Alison Syme, “Flesh, Paint, Stone, Wool: Vanessa Bell, Dr Marie Moralt, and Matters of Care.”

This talk focuses on work that arose out of Bloomsbury artist Vanessa Bell’s relationship with Dr Marie Moralt. I argue that a critical concern with health and recuperation in Bell’s domestic sphere in 1919, which began specifically in tension with male medical authority, shifted to an intriguingly tangled, creative, therapeutic, and collaborative relationship between painter and doctor, one which elicited the artist’s care and the doctor’s artistry as much as the other way around, and one in which disciplinary distinctions and other phantasms of autonomy were frayed from the start.
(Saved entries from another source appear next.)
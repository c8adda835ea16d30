use crate::errors::{AppError, AppResult};
use crate::models::coordinate::Coordinate;
use crate::models::geofence_event::{EventKind, GeofenceEvent};
use crate::models::session::AttendanceSession;
use chrono::{DateTime, NaiveDate, Utc};
use rusqlite::{Connection, OptionalExtension, Result, Row, params};

fn parse_stored_date(date_str: &str) -> Result<NaiveDate> {
    NaiveDate::parse_from_str(date_str, "%Y-%m-%d").map_err(|_| {
        rusqlite::Error::FromSqlConversionFailure(
            0,
            rusqlite::types::Type::Text,
            Box::new(AppError::InvalidDate(date_str.to_string())),
        )
    })
}

fn parse_stored_timestamp(ts: &str) -> Result<DateTime<Utc>> {
    DateTime::parse_from_rfc3339(ts)
        .map(|dt| dt.with_timezone(&Utc))
        .map_err(|_| {
            rusqlite::Error::FromSqlConversionFailure(
                0,
                rusqlite::types::Type::Text,
                Box::new(AppError::InvalidTimestamp(ts.to_string())),
            )
        })
}

/// Map a `sessions` row. The event log is loaded separately.
pub fn map_session_row(row: &Row) -> Result<AttendanceSession> {
    let date_str: String = row.get("date")?;
    let date = parse_stored_date(&date_str)?;

    let clock_in = row
        .get::<_, Option<String>>("clock_in")?
        .map(|s| parse_stored_timestamp(&s))
        .transpose()?;
    let clock_out = row
        .get::<_, Option<String>>("clock_out")?
        .map(|s| parse_stored_timestamp(&s))
        .transpose()?;

    Ok(AttendanceSession {
        id: row.get("id")?,
        manager_id: row.get("manager_id")?,
        date,
        clock_in,
        clock_out,
        events: Vec::new(),
        total_hours: row.get("total_hours")?,
        synthesized: row.get::<_, i32>("synthesized")? == 1,
        created_at: row.get("created_at")?,
    })
}

fn map_event_row(row: &Row) -> Result<GeofenceEvent> {
    let kind_str: String = row.get("kind")?;
    let kind = EventKind::from_db_str(&kind_str).ok_or_else(|| {
        rusqlite::Error::FromSqlConversionFailure(
            0,
            rusqlite::types::Type::Text,
            Box::new(AppError::Other(format!("invalid event kind: {kind_str}"))),
        )
    })?;

    let at_str: String = row.get("at")?;
    let at = parse_stored_timestamp(&at_str)?;

    let lat: Option<f64> = row.get("lat")?;
    let lon: Option<f64> = row.get("lon")?;
    let coordinate = match (lat, lon) {
        (Some(lat), Some(lon)) => Some(Coordinate::new(lat, lon)),
        _ => None,
    };

    let within_fence = row
        .get::<_, Option<i32>>("within_fence")?
        .map(|v| v == 1);

    Ok(GeofenceEvent {
        kind,
        at,
        coordinate,
        within_fence,
    })
}

/// Event log of one session, in insertion order.
pub fn load_events(conn: &Connection, session_id: i64) -> AppResult<Vec<GeofenceEvent>> {
    let mut stmt = conn.prepare(
        "SELECT kind, at, lat, lon, within_fence FROM session_events
         WHERE session_id = ?1
         ORDER BY id ASC",
    )?;

    let rows = stmt.query_map([session_id], map_event_row)?;

    let mut out = Vec::new();
    for r in rows {
        out.push(r?);
    }
    Ok(out)
}

fn with_events(conn: &Connection, mut session: AttendanceSession) -> AppResult<AttendanceSession> {
    session.events = load_events(conn, session.id)?;
    Ok(session)
}

pub fn load_session(
    conn: &Connection,
    manager_id: &str,
    date: NaiveDate,
) -> AppResult<Option<AttendanceSession>> {
    let mut stmt = conn.prepare(
        "SELECT * FROM sessions WHERE manager_id = ?1 AND date = ?2",
    )?;

    let session = stmt
        .query_row(
            params![manager_id, date.format("%Y-%m-%d").to_string()],
            map_session_row,
        )
        .optional()?;

    match session {
        Some(s) => Ok(Some(with_events(conn, s)?)),
        None => Ok(None),
    }
}

/// The manager's open session, wherever it is. The partial unique index
/// guarantees at most one row can match.
pub fn load_open_session(
    conn: &Connection,
    manager_id: &str,
) -> AppResult<Option<AttendanceSession>> {
    let mut stmt = conn.prepare(
        "SELECT * FROM sessions
         WHERE manager_id = ?1 AND clock_in IS NOT NULL AND clock_out IS NULL",
    )?;

    let session = stmt.query_row([manager_id], map_session_row).optional()?;

    match session {
        Some(s) => Ok(Some(with_events(conn, s)?)),
        None => Ok(None),
    }
}

pub fn load_sessions_in_range(
    conn: &Connection,
    manager_id: &str,
    from: NaiveDate,
    to: NaiveDate,
) -> AppResult<Vec<AttendanceSession>> {
    let mut stmt = conn.prepare(
        "SELECT * FROM sessions
         WHERE manager_id = ?1 AND date >= ?2 AND date <= ?3
         ORDER BY date ASC",
    )?;

    let rows = stmt.query_map(
        params![
            manager_id,
            from.format("%Y-%m-%d").to_string(),
            to.format("%Y-%m-%d").to_string()
        ],
        map_session_row,
    )?;

    let mut out = Vec::new();
    for r in rows {
        out.push(with_events(conn, r?)?);
    }
    Ok(out)
}

pub fn insert_session(
    conn: &Connection,
    manager_id: &str,
    date: NaiveDate,
    clock_in: Option<DateTime<Utc>>,
    clock_out: Option<DateTime<Utc>>,
    total_hours: f64,
    synthesized: bool,
) -> AppResult<i64> {
    conn.execute(
        "INSERT INTO sessions (manager_id, date, clock_in, clock_out, total_hours, synthesized, created_at)
         VALUES (?1, ?2, ?3, ?4, ?5, ?6, ?7)",
        params![
            manager_id,
            date.format("%Y-%m-%d").to_string(),
            clock_in.map(|t| t.to_rfc3339()),
            clock_out.map(|t| t.to_rfc3339()),
            total_hours,
            if synthesized { 1 } else { 0 },
            Utc::now().to_rfc3339(),
        ],
    )?;
    Ok(conn.last_insert_rowid())
}

/// Overwrite the clock stamps and recomputed hours of one session.
pub fn update_session_stamps(
    conn: &Connection,
    session_id: i64,
    clock_in: Option<DateTime<Utc>>,
    clock_out: Option<DateTime<Utc>>,
    total_hours: f64,
) -> AppResult<()> {
    conn.execute(
        "UPDATE sessions
         SET clock_in = ?1, clock_out = ?2, total_hours = ?3
         WHERE id = ?4",
        params![
            clock_in.map(|t| t.to_rfc3339()),
            clock_out.map(|t| t.to_rfc3339()),
            total_hours,
            session_id,
        ],
    )?;
    Ok(())
}

pub fn append_event(conn: &Connection, session_id: i64, ev: &GeofenceEvent) -> AppResult<()> {
    conn.execute(
        "INSERT INTO session_events (session_id, kind, at, lat, lon, within_fence, created_at)
         VALUES (?1, ?2, ?3, ?4, ?5, ?6, ?7)",
        params![
            session_id,
            ev.kind.to_db_str(),
            ev.at.to_rfc3339(),
            ev.coordinate.map(|c| c.lat),
            ev.coordinate.map(|c| c.lon),
            ev.within_fence.map(|w| if w { 1 } else { 0 }),
            Utc::now().to_rfc3339(),
        ],
    )?;
    Ok(())
}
I consider the material substrates and imaginary through which Bell and Moralt communicated solidarity and experiences of loss and recovery, illuminating the medial matrix informing Bell’s work and the therapeutic dimensions of needlework undertaken by the doctor, whose gender and disability affected her career. In this tale of two women’s experience of the messy complexities of modern art and life, I trace the female painter and lady doctor’s works’ articulation of in- and interdependence.

About the speakers:

Olivia Turner is an artist and researcher based in the Northeast of England. She recently completed her creative practice-led PhD: Between Doctor, Patient and Cadaver: The Slippages of the Visceral Body in Medicine at Newcastle University, recipient of the Research Excellence Academy Studentship. She is currently working on Corporeal Pedagogies with her collaborator, Classical archaeologist, Dr Sally Waite. Co-leading a series of experimental and experiential workshops using The Shefton Collection. This culminates in a Spring 2022 exhibition at The Great North Museum. In 2021, her artwork was published by John Hopkins University’s Centre for Medical Humanities, Tendon Magazine: Breath. Her most recent exhibitions include O (Symptom) (2021) Ex Libris Gallery, Newcastle upon Tyne; Confusion of Tongues (2021) SpeakEasy, AirSpace Gallery, Stoke-on-Trent; The Body (2021) Zest Hall [Online], Round Lemon; New Sculpture (2019) Cheeseburn Sculpture Gardens, Northumberland; Women and Power (2018) Cragside Estate and Gardens, National Trust, Northumberland. Olivia is on Twitter @OliviaTurnerArt and Instagram – @oliv.turner. Her website is: www.oliviaturner.co.uk

Alison Syme is Associate Professor of Modern Art at the University of Toronto, specialising in art and visual culture of the late-nineteenth and early-twentieth centuries in Britain, France, and the United States. Her work frequently explores intersections between the histories of art, literature, and science, focusing on the role of metaphors in artistic practice and poetics. She is the author of A Touch of Blossom: John Singer Sargent and the Queer Flora of Fin-de-Siècle Art (2010) and Willow (2014). Recent and current projects include an ecocritical take on Berthe Morisot’s painting, a study of Vanessa Bell’s applied arts, and a book examining Edward Burne-Jones’s poetics of materials in the context of Victorian science and print culture.